One type of echocardiogram our providers may perform is a bubble echocardiogram. During this procedure, a saltwater substance with air bubbles will be injected into the patient’s veins through an IV. This examination is used to test if any holes exist in the patient’s heart that are reducing blood flow and causing neurological symptoms.
How your body reacts to stress and an increased heart rate may be the reason behind some of your symptoms, including chest pain. To test this, our cardiologists can also perform a stress echocardiogram that examines your heart while at rest and while you are active.
Exercise Treadmill Test
Also known as a stress EKG, the exercise treadmill test lets us check for any abnormalities in your heart rate or blood flow as you exercise, either running or walking on a treadmill or riding a stationary bicycle.
Abdominal Aortic Ultrasound
This ultrasonic test inspects the abdominal area where an abdominal aortic aneurysm, or an enlarged area of a blood vessel, may reside. An aneurysm can appear if the walls of a blood vessel are weakened, increasing the risk of a broken blood vessel. Since the aorta is the largest blood vessel transporting blood throughout a patient’s body, it’s critical to identify any possible aneurysms or irregularities in it as soon as possible.
Carotid arteries are other essential blood vessels that carry blood to the brain. During a carotid ultrasound test, our providers will examine these arteries, looking for any plaque that may be preventing proper blood flow. If we notice anything abnormal, we may refer you to a vascular surgeon to perform an endarterectomy, or to remove the plaque buildup.
Holter Monitor (24-hour or 48-hour)
We also may monitor your heart rate for a 24- or 48-hour period using a Holter monitor. Patients may leave our center and go about their daily routines wearing the Holter monitor, then visit us again after the testing period to detach it. This test helps us identify any cardiac arrhythmia.
21-day Cardiac Event Monitor
Similarly, we can test heart rate over a longer period using a portable, 21-day cardiac event monitor.
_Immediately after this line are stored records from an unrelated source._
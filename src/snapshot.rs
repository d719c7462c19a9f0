//! Data snapshot builder.
//!
//! `build_snapshot` is a pure function from (graph, directive) to the
//! render-ready data of the current mode. Identical inputs always produce a
//! deeply equal snapshot; the transition manager relies on that for
//! change detection via canonical hashing. Snapshots are never persisted and
//! live exactly as long as the view instance that owns them.

use serde::{Deserialize, Serialize};
use std::collections::BTreeSet;

use crate::types::{
    CompareVariant, Directive, ExploreVariant, LandingVariant, Node, NodeId, NodeKind, Period,
    PortfolioGraph, ProjectsVariant, ResumeVariant, SkillsVariant, TimelineVariant, ValuesVariant,
};

/// A node prepared for the force-directed graph renderer.
#[derive(Debug, Clone, PartialEq, Serialize, Deserialize)]
pub struct ForceNode {
    /// Node id.
    pub id: NodeId,
    /// Display label.
    pub label: String,
    /// Node kind, drives color/size.
    pub kind: NodeKind,
    /// Whether the directive calls this node out.
    pub highlighted: bool,
}

/// A link prepared for the force-directed graph renderer.
#[derive(Debug, Clone, PartialEq, Serialize, Deserialize)]
pub struct ForceLink {
    /// Source node id.
    pub source: NodeId,
    /// Target node id.
    pub target: NodeId,
    /// Relation strength.
    pub weight: f32,
}

/// Force-graph payload: nodes, links, and the ordered focus list.
#[derive(Debug, Clone, PartialEq, Serialize, Deserialize)]
pub struct ForceGraphData {
    /// Nodes, ordered by id.
    pub nodes: Vec<ForceNode>,
    /// Links whose endpoints are both present.
    pub links: Vec<ForceLink>,
    /// Highlighted ids present in this subgraph, directive order.
    pub focus: Vec<NodeId>,
}

/// One entry in a timeline lane.
#[derive(Debug, Clone, PartialEq, Serialize, Deserialize)]
pub struct TimelineEntry {
    /// Node id.
    pub id: NodeId,
    /// Display label.
    pub label: String,
    /// Covered period.
    pub period: Period,
    /// Whether the directive calls this entry out.
    pub highlighted: bool,
}

/// A lane of timeline entries for one node kind.
#[derive(Debug, Clone, PartialEq, Serialize, Deserialize)]
pub struct TimelineLane {
    /// Kind of the entries in this lane.
    pub kind: NodeKind,
    /// Entries sorted by start year, then id.
    pub entries: Vec<TimelineEntry>,
}

/// One cell of the skill x project matrix.
#[derive(Debug, Clone, PartialEq, Serialize, Deserialize)]
pub struct MatrixCell {
    /// Skill axis id.
    pub skill: NodeId,
    /// Project axis id.
    pub project: NodeId,
    /// Relation strength from the graph edge.
    pub strength: f32,
}

/// The skill x project matrix.
#[derive(Debug, Clone, PartialEq, Serialize, Deserialize)]
pub struct SkillMatrix {
    /// Skill axis, ordered by id.
    pub skills: Vec<NodeId>,
    /// Project axis, ordered by id.
    pub projects: Vec<NodeId>,
    /// Cells for adjacent (skill, project) pairs only.
    pub cells: Vec<MatrixCell>,
}

/// A project card for the grid and radial layouts.
#[derive(Debug, Clone, PartialEq, Serialize, Deserialize)]
pub struct ProjectCard {
    /// Project node id.
    pub id: NodeId,
    /// Display label.
    pub label: String,
    /// Card blurb.
    pub summary: Option<String>,
    /// Free-form tags.
    pub tags: Vec<String>,
    /// Adjacent skill ids, ordered.
    pub skills: Vec<NodeId>,
    /// Whether the directive calls this project out.
    pub highlighted: bool,
}

/// Case-study view model: one subject project in depth.
#[derive(Debug, Clone, PartialEq, Serialize, Deserialize)]
pub struct CaseStudyView {
    /// The project under study, if the graph has any project at all.
    pub subject: Option<ProjectCard>,
    /// Projects sharing at least one skill with the subject.
    pub related: Vec<ProjectCard>,
}

/// One pane of a comparison.
#[derive(Debug, Clone, PartialEq, Serialize, Deserialize)]
pub struct ComparePane {
    /// Anchor node the pane is built around.
    pub anchor: Option<NodeId>,
    /// Anchor plus its neighbors.
    pub nodes: Vec<ForceNode>,
}

/// Comparison payload: two panes and their shared neighbors.
#[derive(Debug, Clone, PartialEq, Serialize, Deserialize)]
pub struct CompareView {
    /// Left pane, built around the first highlight.
    pub left: ComparePane,
    /// Right pane, built around the second highlight.
    pub right: ComparePane,
    /// Node ids appearing in both panes.
    pub shared: Vec<NodeId>,
}

/// One résumé item.
#[derive(Debug, Clone, PartialEq, Serialize, Deserialize)]
pub struct ResumeItem {
    /// Node id.
    pub id: NodeId,
    /// Display label.
    pub label: String,
    /// Covered period, when applicable.
    pub period: Option<Period>,
    /// Short description.
    pub summary: Option<String>,
}

/// One résumé section.
#[derive(Debug, Clone, PartialEq, Serialize, Deserialize)]
pub struct ResumeSection {
    /// Section title.
    pub title: String,
    /// Node kind backing this section.
    pub kind: NodeKind,
    /// Items, ordered by start year descending then id.
    pub items: Vec<ResumeItem>,
}

/// Résumé view model.
#[derive(Debug, Clone, PartialEq, Serialize, Deserialize)]
pub struct ResumeView {
    /// Sections in render order.
    pub sections: Vec<ResumeSection>,
}

/// Render-ready data derived from (graph, directive), keyed by view shape.
///
/// Owned exclusively by the view instance it was built for.
#[derive(Debug, Clone, PartialEq, Serialize, Deserialize)]
#[serde(tag = "view", rename_all = "lowercase")]
pub enum DataSnapshot {
    /// Force-directed graph payload.
    Force(ForceGraphData),
    /// Timeline lanes.
    Timeline {
        /// Lanes in render order.
        lanes: Vec<TimelineLane>,
    },
    /// Skill x project matrix.
    Matrix(SkillMatrix),
    /// Project card list.
    Cards {
        /// Cards, ordered by id.
        cards: Vec<ProjectCard>,
    },
    /// Case-study view model.
    CaseStudy(CaseStudyView),
    /// Comparison panes.
    Compare(CompareView),
    /// Plain list of value nodes.
    Values {
        /// Value nodes, ordered by id.
        values: Vec<ForceNode>,
    },
    /// Résumé view model.
    Resume(ResumeView),
}

impl DataSnapshot {
    /// A values-list snapshot; handy as a minimal fixture.
    pub fn value_list(values: Vec<ForceNode>) -> Self {
        Self::Values { values }
    }
}

/// Build the snapshot for a directive against the portfolio graph.
///
/// Pure and deterministic: no clocks, no randomness, BTree-ordered
/// traversals only.
pub fn build_snapshot(graph: &PortfolioGraph, directive: &Directive) -> DataSnapshot {
    let highlights = directive.highlights();
    match directive {
        Directive::Landing(data) => match data.variant {
            LandingVariant::Neutral => {
                DataSnapshot::Force(force_subgraph(graph, |_| true, highlights))
            }
        },
        Directive::Explore(data) => match data.variant {
            ExploreVariant::Graph => {
                DataSnapshot::Force(force_subgraph(graph, |_| true, highlights))
            }
            ExploreVariant::Focus => DataSnapshot::Force(focus_subgraph(graph, highlights)),
        },
        Directive::Timeline(data) => match data.variant {
            TimelineVariant::Flow => DataSnapshot::Force(force_subgraph(
                graph,
                |n| {
                    matches!(
                        n.kind,
                        NodeKind::Experience | NodeKind::Education | NodeKind::Project
                    )
                },
                highlights,
            )),
            TimelineVariant::Eras => DataSnapshot::Timeline {
                lanes: timeline_lanes(graph, highlights),
            },
        },
        Directive::Projects(data) => match data.variant {
            ProjectsVariant::Grid | ProjectsVariant::Radial => DataSnapshot::Cards {
                cards: project_cards(graph, highlights),
            },
            ProjectsVariant::CaseStudy => DataSnapshot::CaseStudy(case_study(graph, highlights)),
        },
        Directive::Skills(data) => match data.variant {
            SkillsVariant::Matrix => DataSnapshot::Matrix(skill_matrix(graph)),
            SkillsVariant::Clusters => DataSnapshot::Force(force_subgraph(
                graph,
                |n| matches!(n.kind, NodeKind::Skill | NodeKind::Project),
                highlights,
            )),
        },
        Directive::Values(data) => match data.variant {
            ValuesVariant::Orbit => DataSnapshot::Force(values_orbit(graph, highlights)),
            ValuesVariant::List => DataSnapshot::Values {
                values: graph
                    .nodes_of_kind(NodeKind::Value)
                    .into_iter()
                    .map(|n| force_node(n, highlights))
                    .collect(),
            },
        },
        Directive::Compare(data) => match data.variant {
            CompareVariant::SideBySide | CompareVariant::Overlay => {
                DataSnapshot::Compare(compare_view(graph, highlights))
            }
        },
        Directive::Resume(data) => DataSnapshot::Resume(resume_view(graph, data.variant)),
    }
}

fn force_node(node: &Node, highlights: &[NodeId]) -> ForceNode {
    ForceNode {
        id: node.id.clone(),
        label: node.label.clone(),
        kind: node.kind,
        highlighted: highlights.contains(&node.id),
    }
}

fn force_subgraph<F>(graph: &PortfolioGraph, keep: F, highlights: &[NodeId]) -> ForceGraphData
where
    F: Fn(&Node) -> bool,
{
    let nodes: Vec<ForceNode> = graph
        .nodes()
        .filter(|n| keep(n))
        .map(|n| force_node(n, highlights))
        .collect();

    let kept: BTreeSet<&NodeId> = nodes.iter().map(|n| &n.id).collect();
    let links: Vec<ForceLink> = graph
        .edges()
        .iter()
        .filter(|e| kept.contains(&e.source) && kept.contains(&e.target))
        .map(|e| ForceLink {
            source: e.source.clone(),
            target: e.target.clone(),
            weight: e.weight,
        })
        .collect();

    let focus: Vec<NodeId> = highlights
        .iter()
        .filter(|id| kept.contains(id))
        .cloned()
        .collect();

    ForceGraphData {
        nodes,
        links,
        focus,
    }
}

fn focus_subgraph(graph: &PortfolioGraph, highlights: &[NodeId]) -> ForceGraphData {
    let mut keep: BTreeSet<NodeId> = BTreeSet::new();
    for id in highlights {
        if graph.contains(id) {
            keep.insert(id.clone());
            keep.extend(graph.neighbors(id));
        }
    }
    force_subgraph(graph, |n| keep.contains(&n.id), highlights)
}

fn values_orbit(graph: &PortfolioGraph, highlights: &[NodeId]) -> ForceGraphData {
    let mut keep: BTreeSet<NodeId> = BTreeSet::new();
    for node in graph.nodes_of_kind(NodeKind::Value) {
        keep.insert(node.id.clone());
        keep.extend(graph.neighbors(&node.id));
    }
    force_subgraph(graph, |n| keep.contains(&n.id), highlights)
}

fn timeline_lanes(graph: &PortfolioGraph, highlights: &[NodeId]) -> Vec<TimelineLane> {
    [NodeKind::Experience, NodeKind::Education]
        .into_iter()
        .map(|kind| {
            let mut entries: Vec<TimelineEntry> = graph
                .nodes_of_kind(kind)
                .into_iter()
                .filter_map(|n| {
                    n.period.map(|period| TimelineEntry {
                        id: n.id.clone(),
                        label: n.label.clone(),
                        period,
                        highlighted: highlights.contains(&n.id),
                    })
                })
                .collect();
            entries.sort_by(|a, b| {
                a.period
                    .start_year
                    .cmp(&b.period.start_year)
                    .then_with(|| a.id.cmp(&b.id))
            });
            TimelineLane { kind, entries }
        })
        .collect()
}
Using the data provided by this monitor, we can recommend procedures or prescribe medication to help treat the specific symptoms you have.
In cases where we do not use ultrasonic echocardiograms to diagnose a patient, our providers may perform an electrocardiogram (EKG). Using sensors attached to the patient’s body, this quick and noninvasive test measures heart rate and rhythm using the heart’s electrical activity. Holter monitors and cardiac event monitors are both types of EKGs.